Perhaps it really was impossible to reach an agreement on any extension, although I’m skeptical of that argument. But don’t cast the blame on Bush who’s been out of office for almost three years. The failure to renew the troop-basing agreement occurred on Obama’s watch and he will get the blame if Iraq falls apart (as well as the credit if it does not).
If the Bush Administration really thought the United States should stay in Iraq past 2011, one thing it might've done is negotiate a SOFA with a later deadline. It didn't. Once it put that deadline in place, the exiting of U.S. troops was always a possibility. Especially given that Iraq has a supposedly sovereign government that has increasingly itched to demonstrate its independence from the occupiers. Boot keeps acting as though the United States could've kept troops longer in Iraq if only Obama wanted it hard enough, but the legal and political boundaries—and I'm talking about the politics in both Iraq and the United States—are trickier than he suggests.
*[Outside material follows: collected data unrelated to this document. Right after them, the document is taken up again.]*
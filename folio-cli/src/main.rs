use std::collections::BTreeSet;
use std::fs;
use std::io;
use std::path::{Path, PathBuf};
use std::sync::Arc;
use std::time::{Duration, Instant};

use anyhow::{anyhow, bail, Context, Result};
use clap::{Args, Parser, Subcommand, ValueEnum};
use directories::ProjectDirs;
use flume::RecvTimeoutError;
use folio_core::{Config, OutlineItem, PageReady, PageStore, Rotation, Slot};
use folio_render::PdfiumOpener;
use notify::{EventKind, RecursiveMode, Watcher};
use serde::Serialize;
use tracing::{debug, info, warn};
use tracing_appender::non_blocking::WorkerGuard;
use tracing_subscriber::filter::LevelFilter;
use tracing_subscriber::{prelude::*, EnvFilter};

#[derive(Debug, Parser)]
#[command(name = "folio", version, about = "Render document pages through the folio page cache")]
struct Cli {
    /// Config file to use instead of the platform default
    #[arg(long, global = true)]
    config: Option<PathBuf>,

    /// Password for encrypted documents
    #[arg(long, global = true)]
    password: Option<String>,

    #[command(subcommand)]
    command: Command,
}

#[derive(Debug, Subcommand)]
enum Command {
    /// Print page count, page geometry and outline as JSON
    Info {
        file: PathBuf,
    },
    /// Render a window of pages to PNG files
    Render(RenderArgs),
}

#[derive(Debug, Args)]
struct RenderArgs {
    file: PathBuf,

    /// First page to render (0-based)
    #[arg(long, default_value_t = 0)]
    first: usize,

    /// Last page to render (0-based, inclusive); defaults to the last page
    #[arg(long)]
    last: Option<usize>,

    /// Target width in pixels
    #[arg(long, default_value_t = 1024)]
    width: u32,

    #[arg(long, value_enum, default_value_t = SlotArg::Primary)]
    slot: SlotArg,

    /// Clockwise quarter turns
    #[arg(long, default_value_t = 0, allow_negative_numbers = true)]
    rotate: i32,

    /// Render with inverted colors
    #[arg(long)]
    invert: bool,

    /// Output directory
    #[arg(long, default_value = ".")]
    out: PathBuf,

    /// Seconds to wait for the window to finish rendering
    #[arg(long, default_value_t = 30)]
    timeout: u64,

    /// Re-render whenever the file changes
    #[arg(long)]
    watch: bool,
}

#[derive(Debug, Clone, Copy, ValueEnum)]
enum SlotArg {
    Primary,
    Secondary,
    Tertiary,
}

impl From<SlotArg> for Slot {
    fn from(value: SlotArg) -> Self {
        match value {
            SlotArg::Primary => Slot::Primary,
            SlotArg::Secondary => Slot::Secondary,
            SlotArg::Tertiary => Slot::Tertiary,
        }
    }
}

fn main() -> Result<()> {
    let cli = Cli::parse();

    let project_dirs = ProjectDirs::from("net", "folio", "folio")
        .ok_or_else(|| anyhow!("unable to resolve platform data directories"))?;
    let _log_guard = init_logging(&project_dirs)?;

    let config = load_config(cli.config.as_deref())?;
    let opener = PdfiumOpener::new()?;
    let mut store = PageStore::new(Arc::new(opener), config);

    match cli.command {
        Command::Info { file } => {
            open(&mut store, &file, cli.password.as_deref())?;
            print_info(&store, &file)
        }
        Command::Render(args) => {
            open(&mut store, &args.file, cli.password.as_deref())?;
            render(&mut store, &args)
        }
    }
}

fn load_config(path: Option<&Path>) -> Result<Config> {
    let config = match path {
        Some(path) => Config::load(path)?,
        None => match Config::default_path() {
            Some(path) => Config::load_or_default(&path)?,
            None => Config::default(),
        },
    };
    debug!(?config, "loaded config");
    Ok(config)
}

fn open(store: &mut PageStore, path: &Path, password: Option<&str>) -> Result<usize> {
    store
        .open(path, password)
        .with_context(|| format!("failed to open {:?}", path))
}

#[derive(Debug, Serialize)]
struct DocumentSummary {
    path: PathBuf,
    page_count: usize,
    min_aspect: f32,
    max_aspect: f32,
    pages: Vec<PageSummary>,
    outline: Option<Vec<OutlineItem>>,
}

#[derive(Debug, Serialize)]
struct PageSummary {
    index: usize,
    width: f32,
    height: f32,
}

fn print_info(store: &PageStore, path: &Path) -> Result<()> {
    let pages = (0..store.page_count())
        .map(|index| -> Result<PageSummary> {
            Ok(PageSummary {
                index,
                width: store.page_width(index, false)?,
                height: store.page_height(index, false)?,
            })
        })
        .collect::<Result<Vec<_>>>()?;
    let summary = DocumentSummary {
        path: path.to_path_buf(),
        page_count: store.page_count(),
        min_aspect: store.min_aspect(false),
        max_aspect: store.max_aspect(false),
        pages,
        outline: store.get_toc(),
    };

    let stdout = io::stdout();
    serde_json::to_writer_pretty(stdout.lock(), &summary)?;
    println!();
    Ok(())
}

fn render(store: &mut PageStore, args: &RenderArgs) -> Result<()> {
    fs::create_dir_all(&args.out)
        .with_context(|| format!("failed to create output directory {:?}", args.out))?;
    store.rotate(args.rotate, false);
    if store.colors_inverted() != args.invert {
        store.invert_colors();
    }

    let events = store.subscribe();
    render_window(store, args, &events)?;
    if !args.watch {
        return Ok(());
    }

    let (tx, rx) = flume::unbounded();
    let mut watcher = notify::recommended_watcher(move |event: notify::Result<notify::Event>| {
        let _ = tx.send(event);
    })?;
    watcher.watch(&args.file, RecursiveMode::NonRecursive)?;
    info!(path = %args.file.display(), "watching for changes");

    while let Ok(event) = rx.recv() {
        match event {
            Ok(event) if matches!(event.kind, EventKind::Modify(_) | EventKind::Create(_)) => {}
            Ok(_) => continue,
            Err(err) => {
                warn!(%err, "file watcher error");
                continue;
            }
        }
        // Editors tend to write in bursts; wait for the file to settle.
        while rx.recv_timeout(Duration::from_millis(200)).is_ok() {}

        match store.reload() {
            Ok(page_count) => {
                info!(page_count, "reloaded document");
                if let Err(err) = render_window(store, args, &events) {
                    warn!(%err, "failed to render after reload");
                }
            }
            Err(err) => warn!(%err, "failed to reload document"),
        }
    }
    Ok(())
}

/// Request every page of the window and write each one out as soon as its
/// slot is current.
fn render_window(
    store: &PageStore,
    args: &RenderArgs,
    events: &flume::Receiver<PageReady>,
) -> Result<()> {
    let slot = Slot::from(args.slot);
    let (first, last) = page_range(args.first, args.last, store.page_count())?;
    store.collect(first, last, slot);

    let started = Instant::now();
    let deadline = started + Duration::from_secs(args.timeout);
    let mut remaining: BTreeSet<usize> = (first..=last).collect();

    while !remaining.is_empty() {
        let rotation = store.rotation();
        let mut written = Vec::new();
        for &page in &remaining {
            let view = store.get_page(page, slot, args.width)?;
            if !view.is_current(slot, args.width, rotation) || view.inverted != args.invert {
                continue;
            }
            if let Some(image) = view.image {
                let target = output_path(&args.out, page, rotation, args.invert);
                image
                    .save_with_format(&target, image::ImageFormat::Png)
                    .with_context(|| format!("failed to write {:?}", target))?;
                println!("{}", target.display());
                written.push(page);
            }
        }
        for page in written {
            remaining.remove(&page);
        }
        if remaining.is_empty() {
            break;
        }

        match events.recv_deadline(deadline) {
            Ok(PageReady { page }) => debug!(page, "page ready"),
            Err(RecvTimeoutError::Timeout) => bail!(
                "timed out after {}s with {} pages left to render",
                args.timeout,
                remaining.len()
            ),
            Err(RecvTimeoutError::Disconnected) => bail!("render worker went away"),
        }
    }

    info!(
        first,
        last,
        elapsed_ms = started.elapsed().as_millis() as u64,
        "rendered window"
    );
    Ok(())
}

fn page_range(first: usize, last: Option<usize>, page_count: usize) -> Result<(usize, usize)> {
    let Some(final_page) = page_count.checked_sub(1) else {
        bail!("document has no pages");
    };
    let last = last.unwrap_or(final_page).min(final_page);
    if first > last {
        bail!("first page {first} is past last page {last}");
    }
    Ok((first, last))
}

fn output_path(out: &Path, page: usize, rotation: Rotation, inverted: bool) -> PathBuf {
    let mut name = format!("page-{:04}", page + 1);
    if rotation != Rotation::NONE {
        name.push_str(&format!("-r{}", rotation.degrees()));
    }
    if inverted {
        name.push_str("-inv");
    }
    name.push_str(".png");
    out.join(name)
}

/// Full logs go to a daily file under the data dir, filtered by `FOLIO_LOG`
/// (default `info`). The terminal only gets warnings, since stdout carries
/// command output.
fn init_logging(project_dirs: &ProjectDirs) -> Result<WorkerGuard> {
    let log_dir = project_dirs.data_local_dir().join("logs");
    fs::create_dir_all(&log_dir)
        .with_context(|| format!("failed to create log directory {:?}", log_dir))?;

    let (file_writer, guard) =
        tracing_appender::non_blocking(tracing_appender::rolling::daily(&log_dir, "folio.log"));
    let file_filter = EnvFilter::try_from_env("FOLIO_LOG").unwrap_or_else(|_| EnvFilter::new("info"));

    let file_layer = tracing_subscriber::fmt::layer()
        .with_ansi(false)
        .with_thread_names(true)
        .with_writer(file_writer)
        .with_filter(file_filter);
    let terminal_layer = tracing_subscriber::fmt::layer()
        .with_target(false)
        .with_writer(io::stderr)
        .with_filter(LevelFilter::WARN);

    tracing_subscriber::registry()
        .with(file_layer)
        .with(terminal_layer)
        .try_init()
        .map_err(|err| anyhow!("failed to install log subscriber: {err}"))?;

    Ok(guard)
}

#[cfg(test)]
mod tests {
    use super::*;

    #[test]
    fn page_range_clamps_to_document() {
        assert_eq!(page_range(0, None, 5).unwrap(), (0, 4));
        assert_eq!(page_range(2, Some(99), 5).unwrap(), (2, 4));
        assert!(page_range(6, None, 5).is_err());
        assert!(page_range(0, None, 0).is_err());
    }

    #[test]
    fn output_names_carry_view_state() {
        let out = Path::new("out");
        assert_eq!(
            output_path(out, 0, Rotation::NONE, false),
            Path::new("out/page-0001.png")
        );
        assert_eq!(
            output_path(out, 11, Rotation::from_quarter_turns(3), true),
            Path::new("out/page-0012-r270-inv.png")
        );
    }

    #[test]
    fn cli_parses_render_flags() {
        let cli = Cli::try_parse_from([
            "folio", "render", "doc.pdf", "--first", "2", "--last", "4", "--rotate", "-1",
            "--slot", "tertiary", "--invert",
        ])
        .unwrap();
        let Command::Render(args) = cli.command else {
            panic!("expected render subcommand");
        };
        assert_eq!((args.first, args.last), (2, Some(4)));
        assert_eq!(args.rotate, -1);
        assert_eq!(Slot::from(args.slot), Slot::Tertiary);
        assert!(args.invert);
        assert!(!args.watch);
    }
}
But I'm not sure why I bother to argue against Boot. He's fairly predictable at this point: Always for more, bigger, and longer war, and always dead-set on portraying the Obama Administration as weak and spineless.

Max Boot bemoans our lost victory in Afghanistan

Boot is so exasperated with those weak appeasers in the Obama Administration:

One of the most discomfiting aspects of the forthcoming U.S. pullout from Iraq is what it portends for Afghanistan. In a nutshell, it appears more and more likely that Obama will pull out of Afghanistan too, even though the war there is far from won. Thus we read in the Wall Street Journal today: “The Obama administration is exploring a shift in the military’s mission in Afghanistan to an advisory role as soon as next year, senior officials said, a move that would scale back U.S. combat duties well ahead of their scheduled conclusion at the end of 2014.” 
 The Afghan army is capable but still needs time to develop. If we pull out too fast the army could fracture and the entire country could be plunged into a civil war which would, among other possible consequences, allow Afghan territory to once again become a haven for Al Qaeda and other transnational terrorist groups. 
That seems a high price to pay for the president to be able to campaign for reelection on a promise of having ended George W. Bush’s wars. In reality these are America’s wars and they cannot be ended with a unilateral pullout—our premature departure simply risks handing an unearned victory to our enemies.
Maybe Max Boot should contemplate the possibility that we've already won in Afghanistan.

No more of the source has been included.